How campus community connects to the world community.

Kaya

“That understanding has been deepened and nuanced in my time at Grinnell. I developed some really profoundly good and formative relationships with people I wouldn’t necessarily have expected to. Coming in with that openness allowed those relationships to happen.”
— Kaya Prasad ’19

Coming to Grinnell, Kaya Prasad ’19 brought the perspective that she could learn something from everyone.


“I wanted to have this openness to engage with anyone I encountered,” she says. “That understanding has been deepened and nuanced in my time at Grinnell. I developed some really profoundly good and formative relationships with people I wouldn’t necessarily have expected to. Coming in with that openness allowed those relationships to happen.”

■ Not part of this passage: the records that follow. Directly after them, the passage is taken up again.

//! Differential drive primitives and open-loop turns.

use super::RobotController;
use crate::utils::{
    hal::Hal,
    math::differential::{MotorCommand, TimedTurn, TurnDirection},
};

impl<H: Hal> RobotController<H> {
    /// Issue a power-mode command to both drive motors.
    pub fn drive(
        &mut self,
        command: MotorCommand,
    ) {
        let ports = self.config.ports;
        self.hal.drive_motor(ports.motor_left, command.left);
        self.hal.drive_motor(ports.motor_right, command.right);
    }

    /// Issue a velocity-mode command to both drive motors.
    pub fn drive_velocity(
        &mut self,
        command: MotorCommand,
    ) {
        let ports = self.config.ports;
        self.hal.drive_motor_velocity(ports.motor_left, command.left);
        self.hal.drive_motor_velocity(ports.motor_right, command.right);
    }

    pub fn forward(
        &mut self,
        speed: i32,
    ) {
        self.drive(MotorCommand::forward(speed));
    }

    pub fn turn_right(
        &mut self,
        speed: i32,
    ) {
        self.drive(MotorCommand::turn_right(speed));
    }

    pub fn turn_left(
        &mut self,
        speed: i32,
    ) {
        self.drive(MotorCommand::turn_left(speed));
    }

    /// Stop every motor.
    pub fn stop(&mut self) {
        self.hal.all_off();
    }

    /// Timed turn without heading feedback; negative degrees turn right.
    ///
    /// Accuracy depends only on the half-turn calibration and floor friction.
    pub fn turn_deg(
        &mut self,
        degrees: f32,
    ) {
        let drive = self.config.drive;
        let turn = TimedTurn::plan(degrees, &drive);
        tracing::info!(degrees, duration_ms = turn.duration_ms, "timed turn");
        match turn.direction {
            TurnDirection::Right => self.turn_right(drive.turn_speed),
            TurnDirection::Left => self.turn_left(drive.turn_speed),
        }
        self.hal.sleep_ms(turn.duration_ms);
        self.stop();
    }

    pub fn turn_around(&mut self) {
        self.turn_deg(180.0);
    }
}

At Grinnell, Prasad took on an independent major studying global and community development.


Sensing that the best way to learn about global development was to witness it firsthand, Prasad took advantage of the numerous international learning opportunities available to Grinnell students through the Institute for Global Engagement (IGE).


Prasad toured Singapore and participated in a language-immersion semester in Kunming, China, where she studied the impacts of social, economic, and religious policy on communities. She also performed volunteer work in Cambodia and Costa Rica through another campus organization.


“At Grinnell, I had an interest fostered in learning about the dynamics of community formation. Some of that came from my coursework in cultural anthropology and sociology, and some came from the community itself,” she says. “I was able to consider the various lines along which humans divide ourselves and the lines along which we choose to associate with each other. I was able to explore those lines, how much of this is conditioned, how much is dictated by policy, and then question how much we can, despite our natural inclinations, form communities that are healthy and how much do we mediate that through intentional choices that go against our natural inclinations.”


To further get the word out about the benefits of a global education, Prasad took on a role as an IGE global envoy. She provided peer advising to students interested in off-campus study, internships, and other global opportunities. These programs help students embrace and appreciate differences and lead to greater cultural awareness and respect.


Shaped by the community and the relationships she built at Grinnell, Prasad says she learned to value the differences in people’s identities.


“Grinnell is open to students creating those pockets of comfortable belonging inside of a broader more diverse belonging we have to navigate,” Prasad says. “I learned to look for people I have commonalities and can engage easily, but also to seek to build community with people who are different from me. It’s worth doing the work to find common ground even though it’s not as obvious.”


To cap her Grinnell studies, Prasad performed a dance titled “Negotiating Boundaries: Identity and Exile,” which integrated auto-ethnography, theological studies, and choreography to tell a multi-layered story about identity and belonging.


To create the movement for her performance, Prasad selected texts from the Hebrew Bible and Christian Scriptures that speak to the theme of exile and identity on national, religious, and spiritual levels. To explain these themes, Prasad conducted interviews with family members about immigration and living in a multicultural family.


“I dance to connect my body to my surroundings, my thoughts to my emotions, and myself to the world I inhabit and the other people in it,” Prasad wrote in her final project. “The process of creating a dance by generating movement material, writing text, and weaving the two together allows me to engage both bodily and intellectually with my subject matter and come to a deeper understanding of it.”